Last Friday, Housing and Economic Development Secretary Greg Bialecki and I participated in the Financial Education Summit at the Federal Reserve Bank, meeting with a great group of people dedicated to creating smarter consumers who are better aware of money matters.
Information is power, particularly when it comes to handling money and making smart decisions for your family. The Summit on Friday kicked off Financial Education Month in Massachusetts, and I was able to discuss some of the programs and initiatives we operate that deliver necessary information to consumers. (In the photo right are David Floreen of the Massachusetts Bankers Association, Susanne Cameron of Citi, Kathleen Tullberg of the Massachusetts Community & Banking Council, and Margaret Miley of the Midas Collaborative as I present the Governor’s Proclamation announcing Financial Education Month.)
In recent years, our foreclosure prevention efforts have given 3,500 people the opportunity to meet one-on-one with lenders, helped another 1,350 win stays of foreclosure, and have provided nearly $4 million in foreclosure education and prevent grants to regional counseling agencies. Additionally, in August Governor Patrick signed legislation that further helps homeowners by extending the right-to-cure period from 90 to 150 days.

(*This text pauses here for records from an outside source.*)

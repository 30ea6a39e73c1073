use dioxus::prelude::*;
use dioxus_free_icons::icons::ld_icons::{
    LdActivity, LdArrowLeft, LdCalendar, LdClipboardList, LdFileText, LdFolder, LdInbox, LdLayers,
    LdLayoutDashboard, LdLock, LdMessageSquare, LdReceipt, LdTable, LdUser,
};
use dioxus_free_icons::Icon;
use shared_types::{is_active, AppConfig, BadgeKind, Glyph, MenuEntry, MENU};
use shared_ui::{
    Badge, BadgeVariant, Sidebar, SidebarContent, SidebarDisclosure, SidebarGroup, SidebarHeader,
    SidebarMenu, SidebarMenuButton, SidebarMenuItem, SidebarMenuSub, SidebarMenuSubButton,
    SidebarMenuSubItem, SidebarTrigger,
};

use crate::dismiss::use_document_dismissal;
use crate::routes::Route;
use crate::Shell;

/// The dashboard sidebar, rendered from [`MENU`].
#[component]
pub fn AppSidebar(current_path: String) -> Element {
    let config: AppConfig = use_context();
    let shell: Shell = use_context();

    use_document_dismissal(shell.sidebar, &config.sidebar);

    rsx! {
        Sidebar { id: config.sidebar.panel_id.clone(),
            SidebarHeader {
                Link { to: Route::Home {}, class: "sidebar-logo", "ImprintX" }
                SidebarTrigger { class: "sidebar-trigger sidebar-close",
                    Icon::<LdArrowLeft> { icon: LdArrowLeft, width: 20, height: 18 }
                }
            }

            SidebarContent {
                for group in MENU.iter() {
                    SidebarGroup { key: "{group.title}", title: group.title.to_uppercase(),
                        SidebarMenu {
                            for entry in group.entries.iter() {
                                MenuNode {
                                    key: "{entry.label}",
                                    entry: *entry,
                                    current_path: current_path.clone(),
                                }
                            }
                        }
                    }
                }
            }
        }
    }
}

/// One entry of the tree. Disclosure groups render their children through
/// this same component with `nested` set.
///
/// A group holding the current page starts open.
#[component]
fn MenuNode(entry: MenuEntry, current_path: String, #[props(default)] nested: bool) -> Element {
    let active = is_active(&current_path, &entry);

    if entry.is_collapsible() {
        return rsx! {
            SidebarDisclosure {
                active,
                default_open: entry.contains_path(&current_path),
                header: rsx! { EntryLabel { entry } },
                SidebarMenuSub {
                    for child in entry.children.iter() {
                        MenuNode {
                            key: "{child.path}",
                            entry: *child,
                            current_path: current_path.clone(),
                            nested: true,
                        }
                    }
                }
            }
        };
    }

    if nested {
        rsx! {
            SidebarMenuSubItem {
                Link { to: entry.path,
                    SidebarMenuSubButton { active, "{entry.label}" }
                }
                if let Some(kind) = entry.badge {
                    EntryBadge { kind }
                }
            }
        }
    } else {
        rsx! {
            SidebarMenuItem {
                Link { to: entry.path,
                    SidebarMenuButton { active,
                        EntryLabel { entry }
                    }
                }
            }
        }
    }
}

/// Icon, label and badge of a top-level entry.
#[component]
fn EntryLabel(entry: MenuEntry) -> Element {
    rsx! {
        if let Some(glyph) = entry.icon {
            {glyph_icon(glyph)}
        }
        span { class: "sidebar-entry-label", "{entry.label}" }
        if let Some(kind) = entry.badge {
            EntryBadge { kind }
        }
    }
}

#[component]
fn EntryBadge(kind: BadgeKind) -> Element {
    let config: AppConfig = use_context();

    match kind {
        BadgeKind::Version => rsx! {
            Badge { variant: BadgeVariant::Version, "{config.sidebar.version_label}" }
        },
        BadgeKind::Count => rsx! {
            Badge { variant: BadgeVariant::Count, "{config.sidebar.message_count}" }
        },
    }
}

fn glyph_icon(glyph: Glyph) -> Element {
    match glyph {
        Glyph::Dashboard => rsx! { Icon::<LdLayoutDashboard> { icon: LdLayoutDashboard, width: 18, height: 18 } },
        Glyph::Calendar => rsx! { Icon::<LdCalendar> { icon: LdCalendar, width: 18, height: 18 } },
        Glyph::Profile => rsx! { Icon::<LdUser> { icon: LdUser, width: 18, height: 18 } },
        Glyph::Task => rsx! { Icon::<LdClipboardList> { icon: LdClipboardList, width: 18, height: 18 } },
        Glyph::Forms => rsx! { Icon::<LdFileText> { icon: LdFileText, width: 18, height: 18 } },
        Glyph::Tables => rsx! { Icon::<LdTable> { icon: LdTable, width: 18, height: 18 } },
        Glyph::Pages => rsx! { Icon::<LdFolder> { icon: LdFolder, width: 18, height: 18 } },
        Glyph::Messages => rsx! { Icon::<LdMessageSquare> { icon: LdMessageSquare, width: 18, height: 18 } },
        Glyph::Inbox => rsx! { Icon::<LdInbox> { icon: LdInbox, width: 18, height: 18 } },
        Glyph::Invoice => rsx! { Icon::<LdReceipt> { icon: LdReceipt, width: 18, height: 18 } },
        Glyph::Chart => rsx! { Icon::<LdActivity> { icon: LdActivity, width: 18, height: 18 } },
        Glyph::UiElements => rsx! { Icon::<LdLayers> { icon: LdLayers, width: 18, height: 18 } },
        Glyph::Authentication => rsx! { Icon::<LdLock> { icon: LdLock, width: 18, height: 18 } },
    }
}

Our Division of Banks and banking organizations maintain a low-cost checking and savings account program that encourages people to open an account. A recent Division of Banks report found the fees associated with check-cashing entities can be significantly more than a basic checking account, and using check cashers does not help create the long-term benefits of more and stronger financial services that can come from having a checking account.
Additionally, last month our office announced the second year of Project Credit Smarts, which brings credit and debt education to college students around the state. When we talk about getting information to consumers, we do it with the hopes that they make good decisions in the long run. As we found with Project Credit Smarts, students often learn lessons the hard way. Watch the video below as Andrea Craddy of Springfield Technical Community College and Ben Davis of UMass-Amherst both discuss dropping out of school because of debt issues.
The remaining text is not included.